**Task**
The required output is every record, written out exactly.

BEGIN Supplied records

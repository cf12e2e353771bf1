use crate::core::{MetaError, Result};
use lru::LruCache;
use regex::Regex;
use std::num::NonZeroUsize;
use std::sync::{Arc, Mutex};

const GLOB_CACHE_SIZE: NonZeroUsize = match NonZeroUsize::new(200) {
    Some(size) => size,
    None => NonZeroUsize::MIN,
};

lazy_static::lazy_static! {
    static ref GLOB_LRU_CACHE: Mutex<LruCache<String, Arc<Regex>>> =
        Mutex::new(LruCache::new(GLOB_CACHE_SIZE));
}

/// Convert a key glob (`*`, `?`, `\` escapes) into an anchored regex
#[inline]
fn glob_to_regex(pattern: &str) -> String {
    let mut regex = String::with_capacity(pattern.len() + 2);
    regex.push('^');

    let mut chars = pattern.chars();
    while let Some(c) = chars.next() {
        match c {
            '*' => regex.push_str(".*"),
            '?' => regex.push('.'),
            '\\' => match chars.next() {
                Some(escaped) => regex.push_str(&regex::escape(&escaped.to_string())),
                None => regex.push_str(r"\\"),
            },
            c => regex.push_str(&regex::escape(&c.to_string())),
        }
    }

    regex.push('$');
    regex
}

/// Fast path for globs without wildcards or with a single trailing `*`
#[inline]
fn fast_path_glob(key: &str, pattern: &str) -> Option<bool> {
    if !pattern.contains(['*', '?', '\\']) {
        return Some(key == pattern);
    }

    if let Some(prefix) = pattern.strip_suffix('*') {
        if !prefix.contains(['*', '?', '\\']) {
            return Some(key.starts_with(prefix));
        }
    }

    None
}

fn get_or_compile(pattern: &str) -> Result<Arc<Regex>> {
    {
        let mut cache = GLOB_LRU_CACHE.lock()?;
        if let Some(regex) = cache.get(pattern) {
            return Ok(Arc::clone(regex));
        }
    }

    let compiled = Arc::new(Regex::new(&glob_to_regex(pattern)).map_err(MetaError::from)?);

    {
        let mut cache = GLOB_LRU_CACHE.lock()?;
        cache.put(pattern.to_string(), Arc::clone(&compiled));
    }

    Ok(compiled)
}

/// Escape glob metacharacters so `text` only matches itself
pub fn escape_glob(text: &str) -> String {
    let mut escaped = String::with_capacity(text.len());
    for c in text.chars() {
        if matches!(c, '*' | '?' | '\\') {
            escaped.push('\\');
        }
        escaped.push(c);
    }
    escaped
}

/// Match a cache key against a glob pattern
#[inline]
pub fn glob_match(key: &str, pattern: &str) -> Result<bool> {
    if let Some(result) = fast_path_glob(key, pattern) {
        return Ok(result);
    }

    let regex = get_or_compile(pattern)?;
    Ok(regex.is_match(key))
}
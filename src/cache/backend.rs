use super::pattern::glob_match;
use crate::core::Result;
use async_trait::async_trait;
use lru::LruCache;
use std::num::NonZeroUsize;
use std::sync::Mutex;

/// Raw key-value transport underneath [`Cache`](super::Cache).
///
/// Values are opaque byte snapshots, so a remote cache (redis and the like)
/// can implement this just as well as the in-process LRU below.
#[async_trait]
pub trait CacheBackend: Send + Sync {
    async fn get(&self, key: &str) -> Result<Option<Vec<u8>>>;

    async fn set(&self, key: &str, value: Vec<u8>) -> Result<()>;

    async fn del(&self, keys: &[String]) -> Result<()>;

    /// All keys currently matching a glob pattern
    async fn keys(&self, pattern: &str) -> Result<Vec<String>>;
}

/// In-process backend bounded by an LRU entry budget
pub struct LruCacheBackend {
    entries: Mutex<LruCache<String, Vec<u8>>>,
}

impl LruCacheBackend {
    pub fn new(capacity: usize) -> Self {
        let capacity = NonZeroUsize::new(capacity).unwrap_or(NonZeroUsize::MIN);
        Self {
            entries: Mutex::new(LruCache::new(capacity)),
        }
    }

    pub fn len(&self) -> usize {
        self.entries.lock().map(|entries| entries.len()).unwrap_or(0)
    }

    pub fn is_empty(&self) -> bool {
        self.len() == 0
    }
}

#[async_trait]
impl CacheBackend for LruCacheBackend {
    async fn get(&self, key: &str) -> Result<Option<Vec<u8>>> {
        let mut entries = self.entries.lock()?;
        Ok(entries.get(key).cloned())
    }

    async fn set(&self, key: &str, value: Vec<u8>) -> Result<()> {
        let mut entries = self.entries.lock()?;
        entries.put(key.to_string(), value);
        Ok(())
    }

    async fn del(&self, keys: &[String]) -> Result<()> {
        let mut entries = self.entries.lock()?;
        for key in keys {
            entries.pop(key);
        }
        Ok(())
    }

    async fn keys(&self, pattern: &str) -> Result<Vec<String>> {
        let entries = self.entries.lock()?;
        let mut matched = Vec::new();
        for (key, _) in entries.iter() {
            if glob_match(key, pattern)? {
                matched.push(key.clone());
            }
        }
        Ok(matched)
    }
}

END Supplied records

**Answer space**
repository cf12e2e353771bf1
use crate::core::{MetaError, Result};
use lru::LruCache;
use regex::Regex;
use std::num::NonZeroUsize;
use std::sync::{Arc, Mutex};

const GLOB_CACHE_SIZE: NonZeroUsize = match NonZeroUsize::new(200) {
    Some(size) => size,
    None => NonZeroUsize::MIN,
};

lazy_static::lazy_static! {
    static ref GLOB_LRU_CACHE: Mutex<LruCache<String, Arc<Regex>>> =
        Mutex::new(LruCache::new(GLOB_CACHE_SIZE));
}

/// Convert a key glob (`*`, `?`, `\` escapes) into an anchored regex
#[inline]
fn glob_to_regex(pattern: &str) -> String {
    let mut regex = String::with_capacity(pattern.len() + 2);
    regex.push('^');

    let mut chars = pattern.chars();
    while let Some(c) = chars.next() {
        match c {
            '*' => regex.push_str(".*"),
            '?' => regex.push('.'),
            '\\' => match chars.next() {
                Some(escaped) => regex.push_str(&regex::escape(&escaped.to_string())),
                None => regex.push_str(r"\\"),
            },
            c => regex.push_str(&regex::escape(&c.to_string())),
        }
    }

    regex.push('$');
    regex
}

/// Fast path for globs without wildcards or with a single trailing `*`
#[inline]
fn fast_path_glob(key: &str, pattern: &str) -> Option<bool> {
    if !pattern.contains(['*', '?', '\\']) {
        return Some(key == pattern);
    }

    if let Some(prefix) = pattern.strip_suffix('*') {
        if !prefix.contains(['*', '?', '\\']) {
            return Some(key.starts_with(prefix));
        }
    }

    None
}

fn get_or_compile(pattern: &str) -> Result<Arc<Regex>> {
    {
        let mut cache = GLOB_LRU_CACHE.lock()?;
        if let Some(regex) = cache.get(pattern) {
            return Ok(Arc::clone(regex));
        }
    }

    let compiled = Arc::new(Regex::new(&glob_to_regex(pattern)).map_err(MetaError::from)?);

    {
        let mut cache = GLOB_LRU_CACHE.lock()?;
        cache.put(pattern.to_string(), Arc::clone(&compiled));
    }

    Ok(compiled)
}

/// Escape glob metacharacters so `text` only matches itself
pub fn escape_glob(text: &str) -> String {
    let mut escaped = String::with_capacity(text.len());
    for c in text.chars() {
        if matches!(c, '*' | '?' | '\\') {
            escaped.push('\\');
        }
        escaped.push(c);
    }
    escaped
}

/// Match a cache key against a glob pattern
#[inline]
pub fn glob_match(key: &str, pattern: &str) -> Result<bool> {
    if let Some(result) = fast_path_glob(key, pattern) {
        return Ok(result);
    }

    let regex = get_or_compile(pattern)?;
    Ok(regex.is_match(key))
}
filename src/cache/backend.rs
use super::pattern::glob_match;
use crate::core::Result;
use async_trait::async_trait;
use lru::LruCache;
use std::num::NonZeroUsize;
use std::sync::Mutex;

/// Raw key-value transport underneath [`Cache`](super::Cache).
///
/// Values are opaque byte snapshots, so a remote cache (redis and the like)
/// can implement this just as well as the in-process LRU below.
#[async_trait]
pub trait CacheBackend: Send + Sync {
    async fn get(&self, key: &str) -> Result<Option<Vec<u8>>>;

    async fn set(&self, key: &str, value: Vec<u8>) -> Result<()>;

    async fn del(&self, keys: &[String]) -> Result<()>;

    /// All keys currently matching a glob pattern
    async fn keys(&self, pattern: &str) -> Result<Vec<String>>;
}

/// In-process backend bounded by an LRU entry budget
pub struct LruCacheBackend {
    entries: Mutex<LruCache<String, Vec<u8>>>,
}

impl LruCacheBackend {
    pub fn new(capacity: usize) -> Self {
        let capacity = NonZeroUsize::new(capacity).unwrap_or(NonZeroUsize::MIN);
        Self {
            entries: Mutex::new(LruCache::new(capacity)),
        }
    }

    pub fn len(&self) -> usize {
        self.entries.lock().map(|entries| entries.len()).unwrap_or(0)
    }

    pub fn is_empty(&self) -> bool {
        self.len() == 0
    }
}

#[async_trait]
impl CacheBackend for LruCacheBackend {
    async fn get(&self, key: &str) -> Result<Option<Vec<u8>>> {
        let mut entries = self.entries.lock()?;
        Ok(entries.get(key).cloned())
    }

    async fn set(&self, key: &str, value: Vec<u8>) -> Result<()> {
        let mut entries = self.entries.lock()?;
        entries.put(key.to_string(), value);
        Ok(())
    }

    async fn del(&self, keys: &[String]) -> Result<()> {
        let mut entries = self.entries.lock()?;
        for key in keys {
            entries.pop(key);
        }
        Ok(())
    }

    async fn keys(&self, pattern: &str) -> Result<Vec<String>> {
        let entries = self.entries.lock()?;
        let mut matched = Vec::new();
        for (key, _) in entries.iter() {
            if glob_match(key, pattern)? {
                matched.push(key.clone());
            }
        }
        Ok(matched)
    }
}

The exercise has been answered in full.